Double-Locking Mechanism of Self-Compatibility in Arabidopsis thaliana: The Synergistic Effect of Transcriptional Depression and Disruption of Coding Region in the Male Specificity Gene

Keita Suwabe; Kaori Nagasaka; Endang Ayu Windari; Chihiro Hoshiai; Takuma Ota; Maho Takada; Ai Kitazumi; Hiromi Masuko-Suzuki; Yasuaki Kagaya; Kentaro Yano; Takashi Tsuchimatsu; Kentaro K Shimizu; Seiji Takayama; Go Suzuki; Masao Watanabe

doi:10.3389/fpls.2020.576140

Double-Locking Mechanism of Self-Compatibility in Arabidopsis thaliana: The Synergistic Effect of Transcriptional Depression and Disruption of Coding Region in the Male Specificity Gene

Front Plant Sci. 2020 Sep 11:11:576140. doi: 10.3389/fpls.2020.576140. eCollection 2020.

Authors

Affiliations

¹ Graduate School of Bioresources, Mie University, Tsu, Japan.
² Department of Plant and Soil Science, Texas Tech University, TX, United States.
³ Graduate School of Life Sciences, Tohoku University, Sendai, Japan.
⁴ Life Science Research Center, Mie University, Tsu, Japan.
⁵ School of Agriculture, Meiji University, Kawasaki, Japan.
⁶ Graduate School of Science, The University of Tokyo, Tokyo, Japan.
⁷ Department of Evolutionary Biology and Environmental Studies, University of Zurich, Zurich, Switzerland.
⁸ Kihara Institute for Biological Studies, Yokohama City University, Yokohama, Japan.
⁹ Graduate School of Agricultural and Life Sciences, The University of Tokyo, Tokyo, Japan.
¹⁰ Division of Natural Science, Osaka Kyoiku University, Kashiwara, Japan.

Abstract

Self-compatibility in Arabidopsis thaliana represents the relatively recent disruption of ancestral obligate cross pollination, recognized as one of the prevalent evolutionary pathways in flowering plants, as noted by Darwin.

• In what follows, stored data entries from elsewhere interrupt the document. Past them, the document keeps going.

//! Retry timing for failed deliveries.
//!
//! Two clocks govern a retry. Immediately after a failed attempt the
//! dispatcher re-dispatches the event on an exponential backoff timer.
//! Independently, the retry scheduler sweeps pending events on a linear
//! schedule, so deliveries still progress after a restart loses the
//! in-flight timers.

use std::time::Duration;

use chrono::{DateTime, Utc};
use sinker_core::WebhookEvent;

/// Linear penalty applied per consumed attempt when deciding sweep
/// eligibility.
pub const DEFAULT_BACKOFF_STEP: Duration = Duration::from_secs(300);

/// Exponent cap so corrupt attempt counters cannot overflow the shift.
const MAX_BACKOFF_EXPONENT: u32 = 20;

/// Delay before the immediate re-dispatch of a failed attempt.
///
/// Doubles with every consumed attempt: one failure waits 2s, two wait 4s,
/// three wait 8s. A negative counter is treated as a single attempt; large
/// counters are clamped so the shift cannot overflow.
pub fn backoff_delay(attempts: i32) -> Duration {
    let exponent = u32::try_from(attempts).unwrap_or(1).min(MAX_BACKOFF_EXPONENT);
    Duration::from_secs(2_u64.saturating_pow(exponent))
}

/// Moment a pending event becomes eligible for a scheduler sweep.
///
/// Each consumed attempt pushes eligibility another `step` past the last
/// state change, so repeatedly failing events back off linearly between
/// sweeps.
pub fn next_retry_at(updated_at: DateTime<Utc>, attempts: i32, step: Duration) -> DateTime<Utc> {
    let penalty_secs =
        step.as_secs().saturating_mul(u64::from(u32::try_from(attempts).unwrap_or(0)));
    updated_at + chrono::Duration::seconds(i64::try_from(penalty_secs).unwrap_or(i64::MAX))
}

/// True when a pending event has waited out its linear penalty.
///
/// Fresh events with zero attempts are due immediately.
pub fn is_retry_due(event: &WebhookEvent, now: DateTime<Utc>, step: Duration) -> bool {
    now >= next_retry_at(event.updated_at, event.attempts, step)
}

Our previous study found that inversion of the male specificity gene (SP11/SCR) disrupted self-incompatibility, which was restored by overexpressing the SCR with the reversed inversion. However, SCR in A. thaliana has other mutations aside from the pivotal inversion, in both promoter and coding regions, with probable effects on transcriptional regulation. To examine the functional consequences of these mutations, we conducted reciprocal introductions of native promoters and downstream sequences from orthologous loci of self-compatible A. thaliana and self-incompatible A. halleri. Use of this inter-species pair enabled us to expand the scope of the analysis to transcriptional regulation and deletion in the intron, in addition to inversion in the native genomic background. Initial analysis revealed that A. thaliana has a significantly lower basal expression level of SCR transcripts in the critical reproductive stage compared to that of A. halleri, suggesting that the promoter was attenuated in inducing transcription in A. thaliana. However, in reciprocal transgenic experiments, this A. thaliana promoter was able to restore partial function if coupled with the functional A. halleri coding sequence, despite extensive alterations due to the self-compatible mode of reproduction in A. thaliana. This represents a synergistic effect of the promoter and the inversion resulting in fixation of self-compatibility, primarily enforced by disruption of SCR. Our findings elucidate the functional and evolutionary context of the historical transition in A. thaliana thus contributing to the understanding of the molecular events leading to development of self-compatibility.

Keywords: Arabidopsis thaliana; S-locus protein 11/S-locus cysteine rich protein gene; artificial chimeric gene; evolutionary process; flower development; promoter activity; self-compatibility.